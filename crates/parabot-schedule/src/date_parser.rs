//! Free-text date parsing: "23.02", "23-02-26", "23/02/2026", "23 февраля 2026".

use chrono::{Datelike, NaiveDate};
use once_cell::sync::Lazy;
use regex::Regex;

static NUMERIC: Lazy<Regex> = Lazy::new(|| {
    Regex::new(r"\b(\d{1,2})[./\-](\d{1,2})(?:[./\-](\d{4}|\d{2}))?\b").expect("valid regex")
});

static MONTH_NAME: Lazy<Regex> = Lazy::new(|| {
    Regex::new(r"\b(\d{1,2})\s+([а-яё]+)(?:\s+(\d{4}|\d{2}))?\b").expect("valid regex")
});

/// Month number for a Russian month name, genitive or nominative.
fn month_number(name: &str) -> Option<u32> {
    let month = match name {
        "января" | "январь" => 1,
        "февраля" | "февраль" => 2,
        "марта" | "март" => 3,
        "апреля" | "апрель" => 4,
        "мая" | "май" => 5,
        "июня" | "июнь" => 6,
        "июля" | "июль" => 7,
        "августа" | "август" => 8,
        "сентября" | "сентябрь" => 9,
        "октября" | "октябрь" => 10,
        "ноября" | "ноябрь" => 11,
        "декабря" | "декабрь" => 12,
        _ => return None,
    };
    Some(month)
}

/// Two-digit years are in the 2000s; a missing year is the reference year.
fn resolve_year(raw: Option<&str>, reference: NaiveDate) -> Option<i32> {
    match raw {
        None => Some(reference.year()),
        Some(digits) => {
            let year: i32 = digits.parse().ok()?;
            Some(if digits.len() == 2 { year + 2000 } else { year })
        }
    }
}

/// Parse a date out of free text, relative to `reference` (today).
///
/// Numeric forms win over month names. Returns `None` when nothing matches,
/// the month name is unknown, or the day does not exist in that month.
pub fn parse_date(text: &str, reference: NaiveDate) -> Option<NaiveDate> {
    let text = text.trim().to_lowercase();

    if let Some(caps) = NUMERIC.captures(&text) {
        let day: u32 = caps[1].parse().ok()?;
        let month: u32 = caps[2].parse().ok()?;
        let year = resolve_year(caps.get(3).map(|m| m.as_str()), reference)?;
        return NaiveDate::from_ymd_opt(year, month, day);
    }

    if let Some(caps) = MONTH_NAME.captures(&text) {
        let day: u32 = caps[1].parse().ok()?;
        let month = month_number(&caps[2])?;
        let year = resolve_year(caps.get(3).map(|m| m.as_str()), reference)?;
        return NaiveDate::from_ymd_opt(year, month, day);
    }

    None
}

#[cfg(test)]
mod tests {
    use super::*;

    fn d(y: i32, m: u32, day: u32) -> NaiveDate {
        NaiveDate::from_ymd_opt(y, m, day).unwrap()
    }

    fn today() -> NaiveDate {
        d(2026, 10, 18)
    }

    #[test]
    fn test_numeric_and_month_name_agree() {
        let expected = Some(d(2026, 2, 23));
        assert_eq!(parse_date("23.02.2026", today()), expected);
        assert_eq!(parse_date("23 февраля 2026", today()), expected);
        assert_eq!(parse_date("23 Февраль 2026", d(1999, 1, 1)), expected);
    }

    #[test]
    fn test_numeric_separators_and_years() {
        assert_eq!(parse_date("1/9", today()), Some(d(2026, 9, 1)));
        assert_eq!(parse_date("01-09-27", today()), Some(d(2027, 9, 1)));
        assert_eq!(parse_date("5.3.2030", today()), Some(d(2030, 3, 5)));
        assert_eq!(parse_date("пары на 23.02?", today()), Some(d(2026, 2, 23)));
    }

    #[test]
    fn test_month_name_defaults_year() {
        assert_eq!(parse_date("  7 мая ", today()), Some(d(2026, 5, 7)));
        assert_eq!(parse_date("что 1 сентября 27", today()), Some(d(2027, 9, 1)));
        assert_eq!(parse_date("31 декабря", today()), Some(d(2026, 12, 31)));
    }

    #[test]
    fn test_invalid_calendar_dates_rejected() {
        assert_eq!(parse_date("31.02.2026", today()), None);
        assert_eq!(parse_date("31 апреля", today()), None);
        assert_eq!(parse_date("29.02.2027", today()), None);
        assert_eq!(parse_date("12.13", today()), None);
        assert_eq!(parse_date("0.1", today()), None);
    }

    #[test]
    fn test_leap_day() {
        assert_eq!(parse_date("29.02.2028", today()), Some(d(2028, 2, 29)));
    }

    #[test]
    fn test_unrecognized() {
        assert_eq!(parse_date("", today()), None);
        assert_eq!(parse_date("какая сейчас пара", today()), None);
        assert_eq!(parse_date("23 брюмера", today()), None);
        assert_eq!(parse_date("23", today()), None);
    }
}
====
*To do*:
Search the entries for the word "декабря" and report how many lines contain it, as a bare number.

*Task result*:
2